Give an exact copy of the data that follows.

Collected data
[Start of Attachment]

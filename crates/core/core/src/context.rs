//! Request context passed explicitly through the call chain.
//!
//! There is no thread-local request state anywhere in the service; handlers
//! build a `RequestParts` and pass it down as an argument.

use std::collections::HashMap;

/// Request metadata extracted from HTTP requests.
#[derive(Debug, Clone, Default)]
pub struct RequestParts {
    /// Transport-level peer address.
    pub peer_addr: Option<String>,
    /// HTTP headers (lowercase keys).
    pub headers: HashMap<String, String>,
}

impl RequestParts {
    /// Creates new empty request parts.
    pub fn new() -> Self {
        Self::default()
    }

    /// Sets the peer address.
    pub fn with_peer_addr(mut self, addr: impl Into<String>) -> Self {
        self.peer_addr = Some(addr.into());
        self
    }

    /// Adds a header.
    pub fn with_header(mut self, key: impl Into<String>, value: impl Into<String>) -> Self {
        self.headers.insert(key.into().to_lowercase(), value.into());
        self
    }

    /// Gets a header value.
    pub fn get_header(&self, key: &str) -> Option<&String> {
        self.headers.get(&key.to_lowercase())
    }

    /// Resolves the client IP for rate limiting.
    ///
    /// Honors `X-Forwarded-For` (first entry of a comma-separated list),
    /// then `X-Real-IP`, then the transport-level peer address.
    pub fn client_ip(&self) -> Option<String> {
        if let Some(forwarded) = self.get_header("x-forwarded-for") {
            let first = forwarded.split(',').next().map(str::trim);
            if let Some(ip) = first.filter(|s| !s.is_empty() && !s.eq_ignore_ascii_case("unknown"))
            {
                return Some(ip.to_string());
            }
        }

        if let Some(real_ip) = self.get_header("x-real-ip") {
            if !real_ip.is_empty() && !real_ip.eq_ignore_ascii_case("unknown") {
                return Some(real_ip.clone());
            }
        }

        self.peer_addr.clone()
    }
}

[End of Attachment]

Response box:
filename crates/core/core/src/context.rs
//! Request context passed explicitly through the call chain.
//!
//! There is no thread-local request state anywhere in the service; handlers
//! build a `RequestParts` and pass it down as an argument.

use std::collections::HashMap;

/// Request metadata extracted from HTTP requests.
#[derive(Debug, Clone, Default)]
pub struct RequestParts {
    /// Transport-level peer address.
    pub peer_addr: Option<String>,
    /// HTTP headers (lowercase keys).
    pub headers: HashMap<String, String>,
}

impl RequestParts {
    /// Creates new empty request parts.
    pub fn new() -> Self {
        Self::default()
    }

    /// Sets the peer address.
    pub fn with_peer_addr(mut self, addr: impl Into<String>) -> Self {
        self.peer_addr = Some(addr.into());
        self
    }

    /// Adds a header.
    pub fn with_header(mut self, key: impl Into<String>, value: impl Into<String>) -> Self {
        self.headers.insert(key.into().to_lowercase(), value.into());
        self
    }

    /// Gets a header value.
    pub fn get_header(&self, key: &str) -> Option<&String> {
        self.headers.get(&key.to_lowercase())
    }

    /// Resolves the client IP for rate limiting.
    ///
    /// Honors `X-Forwarded-For` (first entry of a comma-separated list),
    /// then `X-Real-IP`, then the transport-level peer address.
    pub fn client_ip(&self) -> Option<String> {
        if let Some(forwarded) = self.get_header("x-forwarded-for") {
            let first = forwarded.split(',').next().map(str::trim);
            if let Some(ip) = first.filter(|s| !s.is_empty() && !s.eq_ignore_ascii_case("unknown"))
            {
                return Some(ip.to_string());
            }
        }

        if let Some(real_ip) = self.get_header("x-real-ip") {
            if !real_ip.is_empty() && !real_ip.eq_ignore_ascii_case("unknown") {
                return Some(real_ip.clone());
            }
        }

        self.peer_addr.clone()
    }
}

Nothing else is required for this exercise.